Friday, October 26, 2012

Hi, Linda


I’m retired.  That means I don’t go to work.  It doesn't mean I sit around eating bon bons and reading movie magazines (do they even have them anymore?)  It just means I don’t get up at 5 a.m., get decently dressed and go somewhere they pay me for something.  I am often awake at 5 a.m., but rarely decently dressed until absolutely necessary.  And, as other retired people will testify, there is always plenty to do and people who need things done.

In a previous diatribe I suggested that people who feel the need to mind each others’ business do something else, like go to the grocery store.  I go to Kroger every Wednesday.  Count on it. We have family dinner on Wednesday night, and I surely couldn’t go any sooner.  I’d eat the food.   (I usually go as well on Thursday, Friday, Saturday…you get the picture).  Linda is my checker of choice.  She is a delightful lady who rarely gets disgruntled.  They have a variety of nice people at Kroger who I greet every Wednesday, but Linda and I have formed a friendship.  She asks about my family and particularly my grandson, Daniel.  She convinced me to buy the reusable bags.  She waits patiently while I fumble for my Kroger card.  She gets a guy to lift the dog food.  We’re buds, of a sort.

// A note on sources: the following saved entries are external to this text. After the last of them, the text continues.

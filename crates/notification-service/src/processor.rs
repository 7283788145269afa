//! 行为事件分发
//!
//! 按事件的行为类型决定生成哪种通知、通知归属于谁。
//! 分发器不持有状态，所有持久化都经由仓储完成。

use std::sync::Arc;

use notification_shared::events::{ActionEvent, ActionKind};
use notification_shared::observability::metrics;
use tracing::{info, warn};

use crate::error::{NotificationError, Result};
use crate::models::{NewNotification, NotificationKind, WELCOME_MESSAGE};
use crate::repository::NotificationRepositoryTrait;

/// 单个事件的分发结果
#[derive(Debug, Clone, PartialEq, Eq)]
pub enum DispatchOutcome {
    /// 已生成一条通知
    Created { id: i64, kind: NotificationKind },
    /// 未识别的行为类型，未做任何修改
    Ignored,
}

/// 行为事件分发器
pub struct ActionDispatcher<R: NotificationRepositoryTrait> {
    repo: Arc<R>,
}

impl<R: NotificationRepositoryTrait> ActionDispatcher<R> {
    pub fn new(repo: Arc<R>) -> Self {
        Self { repo }
    }

    /// 分发一个事件
    ///
    /// - 注册：为注册者生成欢迎通知
    /// - 点赞：为点赞者生成点赞通知，关联博客
    /// - 关注：先解析被关注者，通知归属于被关注者而非关注者
    /// - 其他：记录后忽略
    pub async fn dispatch(&self, event: &ActionEvent) -> Result<DispatchOutcome> {
        let (kind, request) = match &event.action {
            ActionKind::UserRegistered => (
                NotificationKind::AccountCreated,
                NewNotification::new(
                    &event.account_id,
                    NotificationKind::AccountCreated,
                    WELCOME_MESSAGE,
                )
                .with_related_user(&event.account_id),
            ),
            ActionKind::BlogLiked => (
                NotificationKind::BlogLiked,
                NewNotification::new(
                    &event.account_id,
                    NotificationKind::BlogLiked,
                    event.notification_text(),
                )
                .with_related_blog(event.blog_id.clone())
                .with_related_user(&event.account_id),
            ),
            ActionKind::UserFollowed => {
                let followed = self.resolve_followed_user(event).await?;
                (
                    NotificationKind::NewFollower,
                    NewNotification::new(
                        followed,
                        NotificationKind::NewFollower,
                        event.notification_text(),
                    )
                    .with_related_blog(event.blog_id.clone())
                    .with_related_user(&event.account_id),
                )
            }
            ActionKind::Unrecognized(raw) => {
                warn!(action = %raw, username = %event.username, "未识别的行为类型，忽略");
                return Ok(DispatchOutcome::Ignored);
            }
        };

        let id = self.repo.create_notification(&request).await?;
        metrics::record_notification_created(kind.as_str());

        info!(
            notification_id = id,
            action = %event.action,
            notification_type = %kind,
            recipient = %request.account_id,
            "行为事件已生成通知"
        );

        Ok(DispatchOutcome::Created { id, kind })
    }

    /// 被关注者用户名 -> 外部账户 ID
    async fn resolve_followed_user(&self, event: &ActionEvent) -> Result<String> {
        let Some(new_username) = event.new_username.as_deref() else {
            return Err(NotificationError::Validation(
                "关注事件缺少被关注者用户名".to_string(),
            ));
        };

        let followed = self.repo.check_if_username_exist(new_username).await?;
        Ok(followed.account_id)
    }
}

impl<R: NotificationRepositoryTrait> Clone for ActionDispatcher<R> {
    fn clone(&self) -> Self {
        Self {
            repo: Arc::clone(&self.repo),
        }
    }
}

#[cfg(test)]
mod tests {
    use super::*;
    use crate::models::UserRecord;
    use crate::repository::MockNotificationRepositoryTrait;

    fn user(id: i64, account_id: &str, username: &str) -> UserRecord {
        UserRecord {
            id,
            account_id: account_id.to_string(),
            username: username.to_string(),
            first_name: None,
            last_name: None,
            email: None,
            email_verification_status: None,
            user_status: None,
        }
    }

    #[tokio::test]
    async fn test_register_creates_welcome_notification() {
        let mut repo = MockNotificationRepositoryTrait::new();
        repo.expect_create_notification()
            .withf(|n| {
                n.account_id == "A1"
                    && n.notification_type == "AccountCreated"
                    && n.message == WELCOME_MESSAGE
                    && n.channel == "Browser"
                    && n.related_user_account_id.as_deref() == Some("A1")
                    && n.related_blog_id.is_none()
            })
            .times(1)
            .returning(|_| Ok(1));

        let dispatcher = ActionDispatcher::new(Arc::new(repo));
        let event = ActionEvent::new(ActionKind::UserRegistered, "A1", "alice");

        let outcome = dispatcher.dispatch(&event).await.unwrap();
        assert_eq!(
            outcome,
            DispatchOutcome::Created {
                id: 1,
                kind: NotificationKind::AccountCreated
            }
        );
    }

    #[tokio::test]
    async fn test_blog_like_carries_text_and_blog() {
        let mut repo = MockNotificationRepositoryTrait::new();
        repo.expect_create_notification()
            .withf(|n| {
                n.account_id == "A1"
                    && n.notification_type == "BlogLiked"
                    && n.message == "alice liked your blog"
                    && n.related_blog_id.as_deref() == Some("blog-7")
                    && n.related_user_account_id.as_deref() == Some("A1")
            })
            .times(1)
            .returning(|_| Ok(2));

        let dispatcher = ActionDispatcher::new(Arc::new(repo));
        let event = ActionEvent::new(ActionKind::BlogLiked, "A1", "alice")
            .with_notification("alice liked your blog")
            .with_blog_id("blog-7");

        let outcome = dispatcher.dispatch(&event).await.unwrap();
        assert!(matches!(outcome, DispatchOutcome::Created { id: 2, .. }));
    }

    #[tokio::test]
    async fn test_follow_notifies_followed_user() {
        let mut repo = MockNotificationRepositoryTrait::new();
        repo.expect_check_if_username_exist()
            .withf(|username| username == "bob")
            .times(1)
            .returning(|_| Ok(user(2, "A2", "bob")));
        repo.expect_create_notification()
            .withf(|n| {
                n.account_id == "A2"
                    && n.notification_type == "NewFollower"
                    && n.related_user_account_id.as_deref() == Some("A1")
            })
            .times(1)
            .returning(|_| Ok(3));

        let dispatcher = ActionDispatcher::new(Arc::new(repo));
        let event = ActionEvent::new(ActionKind::UserFollowed, "A1", "alice")
            .with_new_username("bob")
            .with_notification("alice has followed you");

        let outcome = dispatcher.dispatch(&event).await.unwrap();
        assert_eq!(
            outcome,
            DispatchOutcome::Created {
                id: 3,
                kind: NotificationKind::NewFollower
            }
        );
    }

    #[tokio::test]
    async fn test_follow_unknown_target_creates_nothing() {
        let mut repo = MockNotificationRepositoryTrait::new();
        repo.expect_check_if_username_exist()
            .times(1)
            .returning(|username| Err(NotificationError::not_found("user_account", username)));
        repo.expect_create_notification().never();

        let dispatcher = ActionDispatcher::new(Arc::new(repo));
        let event = ActionEvent::new(ActionKind::UserFollowed, "A1", "alice")
            .with_new_username("ghost");

        let err = dispatcher.dispatch(&event).await.unwrap_err();
        assert!(err.is_not_found());
    }

    #[tokio::test]
    async fn test_follow_without_target_is_rejected() {
        let mut repo = MockNotificationRepositoryTrait::new();
        repo.expect_check_if_username_exist().never();
        repo.expect_create_notification().never();

        let dispatcher = ActionDispatcher::new(Arc::new(repo));
        let event = ActionEvent::new(ActionKind::UserFollowed, "A1", "alice");

        let err = dispatcher.dispatch(&event).await.unwrap_err();
        assert!(matches!(err, NotificationError::Validation(_)));
    }

    #[tokio::test]
    async fn test_unrecognized_action_touches_nothing() {
        let mut repo = MockNotificationRepositoryTrait::new();
        repo.expect_check_if_username_exist().never();
        repo.expect_create_notification().never();

        let dispatcher = ActionDispatcher::new(Arc::new(repo));
        let event = ActionEvent::new(
            ActionKind::Unrecognized("blog_publish".to_string()),
            "A1",
            "alice",
        );

        let outcome = dispatcher.dispatch(&event).await.unwrap();
        assert_eq!(outcome, DispatchOutcome::Ignored);
    }

    #[tokio::test]
    async fn test_store_failure_is_propagated() {
        let mut repo = MockNotificationRepositoryTrait::new();
        repo.expect_create_notification()
            .times(1)
            .returning(|_| Err(NotificationError::not_found("notification_type", "AccountCreated")));

        let dispatcher = ActionDispatcher::new(Arc::new(repo));
        let event = ActionEvent::new(ActionKind::UserRegistered, "A1", "alice");

        assert!(dispatcher.dispatch(&event).await.is_err());
    }
}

Linda wasn’t there this week.  Another nice lady checked me out and I buggied my bags on out.  I’m sure Linda will be back.  She disappeared on me last year for a while and had me worried.  Turns out she was on vacation.  I’m sure she needed it.  I’ve been a checker before, not in a grocery store.  It can be an extremely stressful job.  But Linda always has a smile, even when it is hard. 

Wherever you were, Linda, I hope it was for good and not some trauma.  I missed you, my friend.

Tuesday, October 23, 2012

People who live in glass houses. . .


That is ALL of us.  Who among us really wants our lives put on a billboard on the interstate?  Not me, for sure.  I only hope not to be taken unaware because the world will talk forever about my dirty house, my unfolded laundry and my multitudinous animals.  And that's just the innocent stuff.

Who wants to admit to the times I've hurt people, let them down, not come through?  The times I've done stuff that I don't even want God to know, but He does?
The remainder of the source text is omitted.